Used my shaper for the first time to make some raised panels for a small project I am building. This is the first time I have ever made them and they turned out not to bad. I used Royce//Ayr cutting heads and they cut very true and smooth. It was a little intimidating at first as that 2 lb. cutter turning at 8000 RPM. Could get quite nasty on the fingers. Anyway got through it and now have to figure out the powerfeed.


----------



## sawdustdad (Dec 23, 2015)

the doors look nice. I agree that the 5 inch dia. cutter is intimidating.

I built a sled with a pair of toggle clamps to hold the panels as I run them through the shaper. Keeps everything stable and keeps hands well away from the cutter head.

Did you cope and stick the stiles and rails? Looks like it.

I only use power feed for long strips like moldings or T&G work. Basically when I can't use a sled.


----------



## AlaskaGuy (Jan 29, 2012)

Doors looking good.

Try spinning two of these 9 inch cutters with a spacer between them. I don't know off hand how much they weigh but it's a lot.

That's a 10 inch saw blade in the saw


----------



## SirIrb (Jan 12, 2015)

When set up well you can raise the panels on 4 sides with the PF. I love them. Only thing to remember is to make sure the tires are getting a nice bite, the feeder is feeding at a bit of an angle towards the fence and I like to use a single board fence screwed to the fence and pulled into the running cutter so it is basically 0 clearance. In this way you can PF the panel 4 sides-end grade first-with no problem. I used this method in a production environment and made tons of RPs.

The ends of the cope and stick are tricky only in that you always want them held very firm.
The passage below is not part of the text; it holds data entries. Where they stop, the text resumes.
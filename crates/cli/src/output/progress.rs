//! Spinner shown while a transfer is in flight
//!
//! Transfers are single requests with no byte-level progress, so only an
//! indeterminate spinner is shown.

use std::time::Duration;

use super::OutputConfig;

/// Spinner wrapper
///
/// In quiet, JSON or no-progress mode nothing is drawn.
#[derive(Debug)]
pub struct Spinner {
    bar: Option<indicatif::ProgressBar>,
}

impl Spinner {
    /// Start a spinner with a message
    pub fn start(config: &OutputConfig, message: &str) -> Self {
        if config.quiet || config.json || config.no_progress {
            return Self { bar: None };
        }

        let bar = indicatif::ProgressBar::new_spinner();
        if let Ok(style) =
            indicatif::ProgressStyle::default_spinner().template("{spinner:.green} {msg} ({elapsed})")
        {
            bar.set_style(style);
        }
        bar.set_message(message.to_string());
        bar.enable_steady_tick(Duration::from_millis(100));

        Self { bar: Some(bar) }
    }

    /// Finish and clear the spinner
    pub fn finish(&self) {
        if let Some(bar) = &self.bar {
            bar.finish_and_clear();
        }
    }

    /// Check if the spinner is visible
    pub fn is_visible(&self) -> bool {
        self.bar.is_some()
    }
}

impl Drop for Spinner {
    fn drop(&mut self) {
        self.finish();
    }
}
We used pneumatic clamps. 2 snaps up for pneumatic clamps. They basically = 2* airpressure. So I was clamping at 220 pounds.

I love shapers. Wish more people had and ran them.

Yes, heavy cutters are scary. I ran an insert head on a Yates N-4. It was all of 10 pounds easily. I never lost a knife but I did make a 1/2×3/4×16' missile that came out of the PF and hit the shop wall. Bout pissed myself.


----------



## AandCstyle (Mar 21, 2012)

> they turned out not to bad.


Geez, Steve, I don't think they get much better than that.


----------



## dhazelton (Feb 11, 2012)

Those doors look great!


----------



## jar944 (Jun 19, 2014)

Looks good.

Get the power feed up and working, it makes the shaper even better.


----------